The flames that leaped from Notre Dame last week reduced some to tears and others to stunned silence.

Both the very rich and the very not-so-rich reached for their wallets. Escape artists sought refuge in a 19th century novel about the Parisian hunchback who swung from cathedral spires to save the beautiful Esmerelda.

My reaction was somewhat different. As an 850-year-old stone church with dry wooden bones blossomed into an inferno, I couldn’t help considering that, depending on variables such as moisture and humidity, white oak can burst into flame when it reaches a mere 700 degrees Fahrenheit.

My grandfather carved cathedrals. But not in stone.

And so, within certain quarters of my extended family, an open flame can send chills up the spine. We are now extreme partisans when it comes to sprinkler systems.

From 1923 to perhaps 1950, in a series of workshops throughout Cleveland, Andrew Galloway led a team of woodcarvers who furnished the interiors of hundreds – if not thousands – of high and low churches across the country. He was a Scotsman. Most of the others had roots on the European continent.

They carved angels, apostles, baptismal fonts, altars, bishop’s chairs, and lecterns, huge screens, elaborate reredos and bas reliefs. Their art, always in white oak, was dispatched and installed in churches across the country, from Chicago to New York.

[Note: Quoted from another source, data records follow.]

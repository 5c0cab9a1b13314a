//! In-memory property graph
//!
//! Holds the academic dataset (faculty, publications, keywords) for the
//! embedded connection:
//! - Nodes with one or more labels and properties
//! - Directed, typed edges with properties (citation counts, keyword scores)
//! - Creation-order iteration, so "store order" is well defined

pub mod edge;
pub mod node;
pub mod property;
pub mod store;
pub mod types;

// Re-export main types
pub use edge::Edge;
pub use node::Node;
pub use property::{PropertyMap, PropertyValue};
pub use store::{GraphError, GraphResult, GraphStore};
pub use types::{EdgeId, EdgeType, Label, NodeId};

Using his workshop papers, newspaper clippings, sketches and photographs, a consortium of Galloway cousins has found more than 50 churches that still bear his mark. My wife and older daughter made the latest discovery in February, within the sanctuary of Grace Evangelical Lutheran Church in Washington D.C.

Family lore says Andrew Galloway was once dispatched to St. Patrick’s Cathedral in New York for a renovation job, but this is something we haven’t been able to document.

Two massive Catholic projects, we suspect, were largely responsible for keeping the Galloway family – a collection of unchurched Presbyterians — fed during the Great Depression. One job was a series of carvings, some as tall as a man and others as small as a dinner platter, at the Holy Rosary Cathedral in Toledo.

The other was the massive 28-foot reredos at the Cathedral of the Immaculate Conception in Fort Wayne, Ind., completed in November 1932.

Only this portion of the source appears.